Then they sent it, although obviously there was a disconnect on what was meant by "entire."

My vote is to call corporate when as calm as you can get and tell them the whole story, and if they aren't amenable to fixing their mistake, tell them that you are a member here, not afraid to post this horror story everywhere you can find, and that the BBB and Chamber of Commerce in their city might be very, very interested to hear your story. People won't be happy with the way they treated a sweet little old lady. ????

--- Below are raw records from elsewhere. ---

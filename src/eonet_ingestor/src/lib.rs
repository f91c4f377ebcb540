//! Incremental ingestion of NASA EONET natural-event records.
//!
//! A run fetches a date range from the events API ([`providers`]), flattens
//! the payload into event and occurrence rows ([`transform`]), adds region,
//! country and continent ([`geo`]), merges the result into the persisted CSV
//! tables ([`store`]) and reports what happened ([`pipeline`]). Read-only
//! consumers use [`summary`] and [`cache`].

pub mod cache;
pub mod cli;
pub mod config;
pub mod errors;
pub mod geo;
pub mod io;
pub mod models;
pub mod pipeline;
pub mod providers;
pub mod store;
pub mod summary;
pub mod transform;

Good luck and keep us posted please.


----------



## Evie RM

I am glad I am not the only one who goes through stuff like that. I read your entire post and I am glad I had not taken a sip of coffee when I got to that 720 figure. OMG. I think we are all waiting with baited breath to find out what you receive in your shipment. I hope you got names for the people you talked to over the phone. Also, I hope you have kept your emails. Be sure to check your Pay Pal account to see what charges are being made by Herrschners. Please follow up with us after you get your order.


----------



## 9sueseiber

I did get it , I believe it is posted on page 5 or 6. I got 720 skeins all right. Delivery guy recommended I refuse shipment, so I did. I was afraid if I accepted it then they would charge me and I would have to fight that instead of just getting my yarn. I have sent a message to corporate about this. We'll see if I get an answer.


----------



## Evie RM

I think one place where you went wrong is when the customer service representative kept asking you if you wanted the entire order, this is where you should have itemized what was in the order you wanted to receive and have her repeat it to you and get her name. I know we don't always think of things like this when we are so upset. I am in a problem with Verizon that started in March. I still do not have everything resolved, but I did get names and there have now been so many calls that I started a log going back to March with the dates of the calls and the person I talked to and what the resolution was on that call. I thought I "finally" had everything fixed on Wednesday through another phone call to customer service, but then I got an email from one of the previous customer service people I talked to asking if I had the quote for free 2GB 12 month promotional starting in April quoted to me by Jerich in an email or was it verbal. It was verbal and my bill before this last bill did show the 2 promotional GB's, but it is not on my current bill. When I called customer service on this current bill, they were able to find another 1 GB 12 month promotional starting in June and he added that, too, so it will give us a total of 6 GB's of data. I vented on this problem on KP a while back, so not doing it again. Just know that you are not alone for these customer service problems and kudos to you for maintaining your cool. I have tried to maintain mine also. I know I am going to have an overage on our GB's on the next bill because I get an email alert when it is close to 90% used. I just know they are basing our total GB's on 3 instead of 6 GB's. The cut off for the billing period is the 11th. So I won't know until after the 11th when I get my bill if I get any overage charges or not. I answered the email from the customer service representative and I am waiting to get an email back from her. I am curious to see what she is going to say about our account.


----------



## 9sueseiber

yes I do know what you mean. unfortunately I did not get any names. I hate it when I do that. When I do remember to write it down I never need it. lol I received an email today from them wanting me to write a review of my purchases. I am so tempted. What would you do?


----------



## Evie RM

9sueseiber said:


> I did get it , I believe it is posted on page 5 or 6. I got 720 skeins all right. Delivery guy recommended I refuse shipment, so I did. I was afraid if I accepted it then they would charge me and I would have to fight that instead of just getting my yarn. I have sent a message to corporate about this. We'll see if I get an answer.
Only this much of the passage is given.